Economic growth can help end poverty. But it’s not enough
Investing in children’s potential is not just right, it’s smart.
I feel like I’ve only just got back from my last visit to South Korea in October and now I’m heading back again, to join the gathering of presidents and prime ministers, civil servants and press attachés, business leaders and NGO campaigners, as the leaders meet for the conclusion of the Korean G20.
You can’t help but be struck by the huge pride in South Korea as the first non-G8 member to host the G20. That pride spreads across Asia, the optimistic continent that has been my home for the last six years. In 1997 the international community lectured South Korea on effective economic management – now they meet there in the middle of a global crisis started in the west, hoping that Asian dynamism will pull the world through.

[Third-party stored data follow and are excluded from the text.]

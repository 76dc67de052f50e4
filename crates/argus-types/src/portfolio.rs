use rust_decimal::Decimal;
use serde::{Deserialize, Serialize};
use std::fmt;

use crate::errors::EngineError;

/// Asset classes held in a portfolio.
#[derive(Debug, Clone, Copy, PartialEq, Eq, Hash, Serialize, Deserialize)]
#[serde(rename_all = "lowercase")]
pub enum AssetType {
    Stock,
    Etf,
    Option,
    Cash,
}

impl fmt::Display for AssetType {
    fn fmt(&self, f: &mut fmt::Formatter<'_>) -> fmt::Result {
        let s = match self {
            AssetType::Stock => "stock",
            AssetType::Etf => "etf",
            AssetType::Option => "option",
            AssetType::Cash => "cash",
        };
        write!(f, "{}", s)
    }
}

/// A position snapshot as supplied by the external portfolio store.
///
/// The risk engine only ever reads these; writes belong to the store.
#[derive(Debug, Clone, PartialEq, Serialize, Deserialize)]
pub struct Position {
    pub symbol: String,
    pub quantity: Decimal,
    pub average_cost: Decimal,
    pub target_price: Option<Decimal>,
    pub stop_loss: Option<Decimal>,
    pub asset_type: AssetType,
}

impl Position {
    pub fn new(symbol: &str, quantity: Decimal, average_cost: Decimal) -> Self {
        Self {
            symbol: symbol.to_uppercase(),
            quantity,
            average_cost,
            target_price: None,
            stop_loss: None,
            asset_type: AssetType::Stock,
        }
    }

    pub fn with_stop_loss(mut self, stop_loss: Decimal) -> Self {
        self.stop_loss = Some(stop_loss);
        self
    }

    pub fn with_asset_type(mut self, asset_type: AssetType) -> Self {
        self.asset_type = asset_type;
        self
    }

    /// Check the snapshot against its documented invariants.
    pub fn validate(&self) -> Result<(), EngineError> {
        if self.symbol.is_empty() {
            return Err(EngineError::InvalidInput("empty symbol".to_string()));
        }
        if self.quantity < Decimal::ZERO {
            return Err(EngineError::InvalidInput(format!(
                "negative quantity for {}",
                self.symbol
            )));
        }
        if self.average_cost <= Decimal::ZERO {
            return Err(EngineError::InvalidInput(format!(
                "non-positive average cost for {}",
                self.symbol
            )));
        }
        if let Some(sl) = self.stop_loss {
            if sl <= Decimal::ZERO {
                return Err(EngineError::InvalidInput(format!(
                    "non-positive stop loss for {}",
                    self.symbol
                )));
            }
        }
        Ok(())
    }

    /// Cost-basis value: quantity × average cost. Used as the valuation
    /// fallback when no live quote is available.
    pub fn cost_basis(&self) -> Decimal {
        self.quantity * self.average_cost
    }
}

/// Derived, ephemeral valuation of a single position.
///
/// `market_value` is computed by the valuation policy (current price if a
/// quote exists, else cost basis). Weights across a non-empty portfolio
/// with positive total value sum to 1.0.
#[derive(Debug, Clone, PartialEq, Serialize, Deserialize)]
pub struct WeightedHolding {
    pub symbol: String,
    pub market_value: Decimal,
}

impl WeightedHolding {
    pub fn new(symbol: &str, market_value: Decimal) -> Self {
        Self {
            symbol: symbol.to_uppercase(),
            market_value,
        }
    }
}

/// Total market value of a set of holdings.
pub fn total_value(holdings: &[WeightedHolding]) -> Decimal {
    holdings.iter().map(|h| h.market_value).sum()
}

/// Fractional weights for each holding, in input order.
///
/// Returns a structural error for an empty set or a non-positive total.
pub fn weights(holdings: &[WeightedHolding]) -> Result<Vec<f64>, EngineError> {
    use rust_decimal::prelude::ToPrimitive;

    if holdings.is_empty() {
        return Err(EngineError::EmptyPortfolio);
    }
    let total = total_value(holdings).to_f64().unwrap_or(0.0);
    if total <= 0.0 {
        return Err(EngineError::ZeroPortfolioValue);
    }
    Ok(holdings
        .iter()
        .map(|h| h.market_value.to_f64().unwrap_or(0.0) / total)
        .collect())
}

Growth is what the G20 leaders will be talking about: specifically, how the world can recover from the economic crisis and ensure a return to high growth, including in low-income countries. A fast, broad-based recovery is essential, as the aftershocks of the global economic crisis are still being felt by millions of the world’s poorest children. The World Bank, for example, estimates that child deaths could be 200,000-400,000 per year higher than they would have otherwise been between 2009 and 2015.

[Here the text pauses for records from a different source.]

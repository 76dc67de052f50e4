pub mod errors;
pub mod market;
pub mod portfolio;

pub use errors::*;
pub use market::*;
pub use portfolio::*;
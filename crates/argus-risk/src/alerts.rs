//! Threshold alerts over computed portfolio metrics.
//!
//! Evaluation is pure: it consumes the reports the engine already
//! produced plus the valued positions, and never fetches data itself.

use chrono::{DateTime, Utc};
use rust_decimal::Decimal;
use serde::{Deserialize, Serialize};
use uuid::Uuid;

use argus_data::ValuedPosition;

use crate::config::AlertThresholds;
use crate::engine::{BetaReport, ConcentrationMetrics, VarReport, VolatilityReport};

#[derive(Debug, Clone, Copy, PartialEq, Eq, Serialize, Deserialize)]
#[serde(rename_all = "lowercase")]
pub enum AlertLevel {
    Warning,
    Critical,
}

#[derive(Debug, Clone, PartialEq, Serialize, Deserialize)]
pub struct RiskAlert {
    pub id: Uuid,
    pub level: AlertLevel,
    pub message: String,
    pub timestamp: DateTime<Utc>,
}

impl RiskAlert {
    pub fn new(level: AlertLevel, message: String) -> Self {
        Self {
            id: Uuid::new_v4(),
            level,
            message,
            timestamp: Utc::now(),
        }
    }
}

#[derive(Debug, Clone, PartialEq, Serialize, Deserialize)]
pub struct AlertReport {
    /// Critical alerts first; insertion order preserved within a level.
    pub alerts: Vec<RiskAlert>,
    pub alert_count: usize,
    pub critical_count: usize,
    pub warning_count: usize,
}

/// Apply the threshold policy to a set of computed metrics.
///
/// Each rule fires at most one alert; a metric past the critical bound
/// does not also produce its warning-level alert.
pub fn evaluate_alerts(
    positions: &[ValuedPosition],
    concentration: &ConcentrationMetrics,
    beta: &BetaReport,
    volatility: &VolatilityReport,
    var: &VarReport,
    thresholds: &AlertThresholds,
) -> AlertReport {
    let mut alerts = Vec::new();

    for warning in &concentration.warnings {
        let level = if warning.contains("exceeds 10%") {
            AlertLevel::Critical
        } else {
            AlertLevel::Warning
        };
        alerts.push(RiskAlert::new(level, warning.clone()));
    }

    if beta.portfolio_beta > thresholds.beta_critical {
        alerts.push(RiskAlert::new(
            AlertLevel::Critical,
            format!(
                "Very high portfolio beta ({:.2}) - extreme market sensitivity",
                beta.portfolio_beta
            ),
        ));
    } else if beta.portfolio_beta > thresholds.beta_warning {
        alerts.push(RiskAlert::new(
            AlertLevel::Warning,
            format!(
                "High portfolio beta ({:.2}) - above-average market sensitivity",
                beta.portfolio_beta
            ),
        ));
    }

    if volatility.annualized_volatility_pct > thresholds.volatility_critical {
        alerts.push(RiskAlert::new(
            AlertLevel::Critical,
            format!(
                "Very high portfolio volatility ({:.1}% annualized)",
                volatility.annualized_volatility_pct
            ),
        ));
    } else if volatility.annualized_volatility_pct > thresholds.volatility_warning {
        alerts.push(RiskAlert::new(
            AlertLevel::Warning,
            format!(
                "Elevated portfolio volatility ({:.1}% annualized)",
                volatility.annualized_volatility_pct
            ),
        ));
    }

    if var.var_percent > thresholds.var_critical {
        alerts.push(RiskAlert::new(
            AlertLevel::Critical,
            format!(
                "{}-day VaR of {:.2}% exceeds {:.1}% of portfolio value",
                var.horizon_days, var.var_percent, thresholds.var_critical
            ),
        ));
    }

    for valued in positions {
        let (Some(price), Some(stop)) = (valued.current_price(), valued.position.stop_loss)
        else {
            continue;
        };
        if price <= stop {
            alerts.push(RiskAlert::new(
                AlertLevel::Critical,
                format!(
                    "{} has breached its stop loss (price {}, stop {})",
                    valued.position.symbol, price, stop
                ),
            ));
        } else if price <= stop * thresholds.stop_loss_proximity {
            alerts.push(RiskAlert::new(
                AlertLevel::Warning,
                format!(
                    "{} is approaching its stop loss (price {}, stop {})",
                    valued.position.symbol, price, stop
                ),
            ));
        }
    }

    // Stable: criticals surface first, original order kept within a level
    alerts.sort_by_key(|a| match a.level {
        AlertLevel::Critical => 0,
        AlertLevel::Warning => 1,
    });

    let critical_count = alerts
        .iter()
        .filter(|a| a.level == AlertLevel::Critical)
        .count();
    let warning_count = alerts.len() - critical_count;
    AlertReport {
        alert_count: alerts.len(),
        critical_count,
        warning_count,
        alerts,
    }
}

/// Stop-loss distance as a fraction of the stop, for display layers.
pub fn stop_loss_distance(price: Decimal, stop: Decimal) -> Option<Decimal> {
    if stop <= Decimal::ZERO {
        return None;
    }
    Some((price - stop) / stop)
}
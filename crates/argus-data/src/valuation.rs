//! Portfolio valuation policy.
//!
//! One rule, applied everywhere market value is computed: value a position
//! at `quantity × live price` when a quote is available, else fall back to
//! `quantity × average cost`. The fallback is a valuation policy, not an
//! error: a symbol whose quote fetch fails still participates in every
//! portfolio-level metric at its cost basis.

use std::sync::Arc;

use rust_decimal::Decimal;
use serde::{Deserialize, Serialize};
use tokio::task::JoinSet;
use tracing::warn;

use argus_types::{AssetType, Position, Quote, WeightedHolding};

use crate::gateway::MarketDataGateway;

/// A position together with the quote used (or not) to value it.
#[derive(Debug, Clone, PartialEq, Serialize, Deserialize)]
pub struct ValuedPosition {
    pub position: Position,
    /// The live quote, when one was available. Kept so downstream layers
    /// (stop-loss checks, sector lookups) reuse the same fetch pass.
    pub quote: Option<Quote>,
    pub market_value: Decimal,
}

impl ValuedPosition {
    /// Current price when quoted.
    pub fn current_price(&self) -> Option<Decimal> {
        self.quote.as_ref().map(|q| q.price)
    }
}

/// Result of valuing a snapshot of positions.
#[derive(Debug, Clone, PartialEq, Serialize, Deserialize)]
pub struct PortfolioValuation {
    pub positions: Vec<ValuedPosition>,
}

impl PortfolioValuation {
    pub fn total_value(&self) -> Decimal {
        self.positions.iter().map(|p| p.market_value).sum()
    }

    /// The ephemeral weighted holdings consumed by the risk engine.
    pub fn holdings(&self) -> Vec<WeightedHolding> {
        self.positions
            .iter()
            .map(|p| WeightedHolding::new(&p.position.symbol, p.market_value))
            .collect()
    }

    pub fn is_empty(&self) -> bool {
        self.positions.is_empty()
    }
}

/// Value every position, fetching quotes for independent symbols
/// concurrently.
///
/// Failed or missing quotes degrade that one symbol to cost basis; the
/// aggregate only ever consumes completed fetches, so cancelling the
/// parent future cannot leave partial state behind.
pub async fn value_positions(
    gateway: Arc<dyn MarketDataGateway>,
    positions: &[Position],
) -> PortfolioValuation {
    let mut tasks: JoinSet<(usize, Option<Quote>)> = JoinSet::new();

    for (idx, pos) in positions.iter().enumerate() {
        // Cash never has a quote; it is valued at cost basis directly.
        if pos.asset_type == AssetType::Cash {
            continue;
        }
        let gateway = Arc::clone(&gateway);
        let symbol = pos.symbol.clone();
        tasks.spawn(async move {
            let quote = match gateway.get_quote(&symbol).await {
                Ok(q) => Some(q),
                Err(e) => {
                    warn!(%symbol, error = %e, "quote unavailable, falling back to cost basis");
                    None
                }
            };
            (idx, quote)
        });
    }

    let mut quotes: Vec<Option<Quote>> = vec![None; positions.len()];
    while let Some(joined) = tasks.join_next().await {
        if let Ok((idx, quote)) = joined {
            quotes[idx] = quote;
        }
    }

    let valued = positions
        .iter()
        .zip(quotes)
        .map(|(pos, quote)| {
            let market_value = match &quote {
                Some(q) if q.price > Decimal::ZERO => pos.quantity * q.price,
                _ => pos.cost_basis(),
            };
            ValuedPosition {
                position: pos.clone(),
                quote,
                market_value,
            }
        })
        .collect();

    PortfolioValuation { positions: valued }
}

Growth is good. NGOs work alongside the poorest people in the world. We are not romantic about poverty. We want to end it. And we know, from experience, that growth is a powerful tool for reducing poverty in developing countries. But on its own growth is not good enough. For example, economic growth does not on its own lead to substantial reductions in hunger (see India) or substantial improvements in life expectancy (see South Africa).
In recognition of this, G20 leaders have officially committed themselves to advancing “strong, sustainable and balanced” growth. Occasionally they even let the word “equitable” slip in.

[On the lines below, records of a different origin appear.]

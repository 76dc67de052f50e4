use chrono::{DateTime, NaiveDate, Utc};
use rust_decimal::prelude::ToPrimitive;
use rust_decimal::Decimal;
use serde::{Deserialize, Serialize};
use std::fmt;

/// Live quote snapshot for a symbol.
///
/// Fetched fresh per computation pass; never persisted. Optional fields
/// reflect what the upstream feed actually publishes; `beta` and `sector`
/// in particular are frequently missing and callers must fall back.
#[derive(Debug, Clone, PartialEq, Serialize, Deserialize)]
pub struct Quote {
    pub symbol: String,
    pub price: Decimal,
    pub change: Decimal,
    pub change_percent: Decimal,
    pub volume: u64,
    pub market_cap: Option<Decimal>,
    pub pe_ratio: Option<Decimal>,
    /// Published beta vs the broad market, when the feed carries one.
    pub beta: Option<f64>,
    /// Sector classification, when known.
    pub sector: Option<String>,
    pub timestamp: DateTime<Utc>,
}

impl Quote {
    pub fn new(symbol: &str, price: Decimal) -> Self {
        Self {
            symbol: symbol.to_uppercase(),
            price,
            change: Decimal::ZERO,
            change_percent: Decimal::ZERO,
            volume: 0,
            market_cap: None,
            pe_ratio: None,
            beta: None,
            sector: None,
            timestamp: Utc::now(),
        }
    }

    pub fn with_beta(mut self, beta: f64) -> Self {
        self.beta = Some(beta);
        self
    }

    pub fn with_sector(mut self, sector: &str) -> Self {
        self.sector = Some(sector.to_string());
        self
    }
}

/// One daily OHLCV observation.
#[derive(Debug, Clone, PartialEq, Serialize, Deserialize)]
pub struct DailyBar {
    pub date: NaiveDate,
    pub open: Decimal,
    pub high: Decimal,
    pub low: Decimal,
    pub close: Decimal,
    pub volume: u64,
}

impl DailyBar {
    pub fn new(date: NaiveDate, close: Decimal) -> Self {
        Self {
            date,
            open: close,
            high: close,
            low: close,
            close,
            volume: 0,
        }
    }
}

/// Simple daily returns from a chronological close series:
/// `R_t = (C_t - C_{t-1}) / C_{t-1}`.
///
/// Returns are computed in f64; this is the documented precision boundary
/// between exact decimal transit values and floating-point statistics.
/// Bars with a non-positive previous close are skipped.
pub fn daily_returns(bars: &[DailyBar]) -> Vec<(NaiveDate, f64)> {
    let mut returns = Vec::with_capacity(bars.len().saturating_sub(1));
    for pair in bars.windows(2) {
        let prev = pair[0].close.to_f64().unwrap_or(0.0);
        let curr = pair[1].close.to_f64().unwrap_or(0.0);
        if prev > 0.0 {
            returns.push((pair[1].date, (curr - prev) / prev));
        }
    }
    returns
}

/// Lookback period for historical data requests.
#[derive(Debug, Clone, Copy, PartialEq, Eq, Hash, Serialize, Deserialize)]
pub enum HistoryPeriod {
    OneMonth,
    ThreeMonths,
    SixMonths,
    OneYear,
    TwoYears,
}

impl HistoryPeriod {
    /// Approximate calendar days covered by the period.
    pub fn approx_days(&self) -> i64 {
        match self {
            HistoryPeriod::OneMonth => 30,
            HistoryPeriod::ThreeMonths => 91,
            HistoryPeriod::SixMonths => 182,
            HistoryPeriod::OneYear => 365,
            HistoryPeriod::TwoYears => 730,
        }
    }
}

impl fmt::Display for HistoryPeriod {
    fn fmt(&self, f: &mut fmt::Formatter<'_>) -> fmt::Result {
        let s = match self {
            HistoryPeriod::OneMonth => "1mo",
            HistoryPeriod::ThreeMonths => "3mo",
            HistoryPeriod::SixMonths => "6mo",
            HistoryPeriod::OneYear => "1y",
            HistoryPeriod::TwoYears => "2y",
        };
        write!(f, "{}", s)
    }
}
//! Market-data access for Argus.
//!
//! Provides:
//! - The [`MarketDataGateway`] capability consumed by the risk engine
//! - Concrete gateways (HTTP JSON API, local CSV history, in-memory fixture)
//! - The portfolio valuation policy (live price with cost-basis fallback)

pub mod csv_history;
pub mod fixture;
pub mod gateway;
pub mod http;
pub mod valuation;

pub use csv_history::CsvHistoryGateway;
pub use fixture::{synthetic_walk, FixtureGateway};
pub use gateway::MarketDataGateway;
pub use http::HttpGateway;
pub use valuation::{value_positions, PortfolioValuation, ValuedPosition};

When challenged about whether they’ve forgotten the Millennium Development Goals (MDGs), G20 leaders reaffirm the MDGs as the ultimate end goals and make reassuring comments about growth being a means, not an end in itself.
But the emphasis in the G20 discussions so far this year has been very much on cause and effect, where growth is the cause and the MDGs the effect. What is much less emphasised is the role that achieving the MDGs can play in promoting growth. So advocates for children’s health and education are told by G20 representatives variations on the theme of: “Don’t worry, once we get growth, kids can get their health and education.”
But ensuring children survive and thrive isn’t just an end goal – it’s a means for growth. Investing in children’s health offers the best guarantee of a productive workforce in the future. Addressing under-nutrition in pregnant women and children leads to an increase of up to 10% in an individual’s lifetime earnings. Between 30% and 50% of Asia’s economic growth from 1965 to 1990 has been attributed to improvements in reproductive health, and reductions in infant and child mortality and fertility rates.
In contrast, malaria alone costs Africa $12bn each year in lost revenue, and by failing to address under-nutrition, a country may have a 2% lower GDP than it otherwise would.
It can’t all be left to the market. As the latest UN Human Development Report finds, “markets are very bad at ensuring the provision of public goods, such as security, stability, health and education”. Government action is key – and for the poorest countries of the world, aid is a key part of enabling them to do it. Aid is especially important now as low income countries’ domestic revenue generation is falling as a result of the economic crisis. We need to see a redoubling of effort by the G20 to safeguard progress in the fight against poverty.
Instead we’re seeing a halving of commitments from the richer members of the G20. Less than half of the additional $25 billion pledged to sub-Saharan Africa in 2005 has materialised, and some donor countries such as Italy are already cutting aid. G20 leaders endorsed a $22bn Global Food Security Initiative in September 2009, yet the initiative still lacks both the money and a clear action plan for where and how it will be spent.
Faced with a shortage of resources, low-income countries are cutting back, and it’s children in poverty who are being hit hardest. In a review of the budgets of 56 low-income countries, two-thirds were found to be cutting budget allocations in 2010 to one or more of the priority sectors for the poorest people – education, health, agriculture and social protection.
G20 spin doctors’ talk of a new paradigm “moving away” from “old, aid-centred approaches” doesn’t stand up to economic scrutiny, and sounds too much like donors trying to wriggle out of commitments made. This would not just be a moral failure, but an economic one. Investing in children’s potential is not just the right thing to do, it’s the smart thing to do.